CONSERVATIONISTS are being trained to track signs of a declining species of small British mammals in local countryside.

Since last autumn volunteers with Durham Wildlife Trust’s Heart of Durham and the Land of Oak and Iron Projects, in the north of the county, have been conducting woodland surveys in their search for dormice.

Numbers of the endangered mammal, once a familiar feature of the British countryside, are estimated to have declined by two-thirds in two decades, with the changing face of woodland often seen as a cause.

Among monitoring techniques used is the placement of footprint tracking tubes.

Constructed from drainage pipes, they are baited with hazelnut butter and a strip of paper incorporated with a small area of ink.
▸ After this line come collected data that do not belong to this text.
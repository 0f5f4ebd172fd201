use serde::Deserialize;
use std::path::Path;

use crate::fingerprint::constants::DEFAULT_MIN_MAGNITUDE;

#[derive(Debug, Default, Deserialize)]
pub struct Config {
    #[serde(default)]
    pub audio: AudioConfig,
    #[serde(default)]
    pub extractor: ExtractorConfig,
    #[serde(default)]
    pub service: ServiceConfig,
}

#[derive(Debug, Deserialize)]
pub struct AudioConfig {
    #[serde(default = "default_sample_rate")]
    pub sample_rate: u32,
    #[serde(default = "default_chunk_seconds")]
    pub chunk_seconds: u64,
    #[serde(default = "default_read_timeout_ms")]
    pub read_timeout_ms: u64,
}

#[derive(Debug, Deserialize)]
pub struct ExtractorConfig {
    #[serde(default = "default_min_magnitude")]
    pub min_magnitude: f64,
}

#[derive(Debug, Clone, Deserialize)]
pub struct ServiceConfig {
    #[serde(default = "default_language")]
    pub language: String,
    #[serde(default = "default_country")]
    pub country: String,
    #[serde(default = "default_device")]
    pub device: String,
    #[serde(default = "default_user_agent")]
    pub user_agent: String,
    #[serde(default = "default_timeout_secs")]
    pub timeout_secs: u64,
}

impl Default for AudioConfig {
    fn default() -> Self {
        Self {
            sample_rate: default_sample_rate(),
            chunk_seconds: default_chunk_seconds(),
            read_timeout_ms: default_read_timeout_ms(),
        }
    }
}

impl Default for ExtractorConfig {
    fn default() -> Self {
        Self {
            min_magnitude: default_min_magnitude(),
        }
    }
}

impl Default for ServiceConfig {
    fn default() -> Self {
        Self {
            language: default_language(),
            country: default_country(),
            device: default_device(),
            user_agent: default_user_agent(),
            timeout_secs: default_timeout_secs(),
        }
    }
}

fn default_sample_rate() -> u32 { 16000 }
fn default_chunk_seconds() -> u64 { 10 }
fn default_read_timeout_ms() -> u64 { 100 }
fn default_min_magnitude() -> f64 { DEFAULT_MIN_MAGNITUDE }
fn default_language() -> String { "en".into() }
fn default_country() -> String { "US".into() }
fn default_device() -> String { "desktop_mac".into() }
fn default_user_agent() -> String {
    "Mozilla/5.0 (Macintosh; Intel Mac OS X 10_15_7) AppleWebKit/537.36 \
     (KHTML, like Gecko) Chrome/91.0.4472.114 Safari/537.36"
        .into()
}
fn default_timeout_secs() -> u64 { 20 }

pub fn load_config(path: &Path) -> Option<Config> {
    let content = std::fs::read_to_string(path).ok()?;
    match toml::from_str(&content) {
        Ok(config) => Some(config),
        Err(e) => {
            log::warn!("Invalid config {}: {}", path.display(), e);
            None
        }
    }
}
It means small mammals seeking the bait leave their tell-tale footprints, with the recovered strips analysed at Chopwell Forestry School, in the Derwent Valley.

Wildlife conservation biologist Vivien Kent guided volunteers through a process to recognise the shapes and patterns of small mammal footprints. Dormice have distinctive triangular shaped metacarpals and heel pads.

A card from Strothers Hill Wood, near Rowlands Gill, has produced the most exciting prints which only came to light with a hand lens, but mainly from shrews.

Armed with their new skills and knowledge, volunteers now plan to spend the year collecting prints.

They will work trust photography group member Stan Potts, using good quality images to create a data base of foot prints as a reference tool in the ongoing search for the elusive dormice.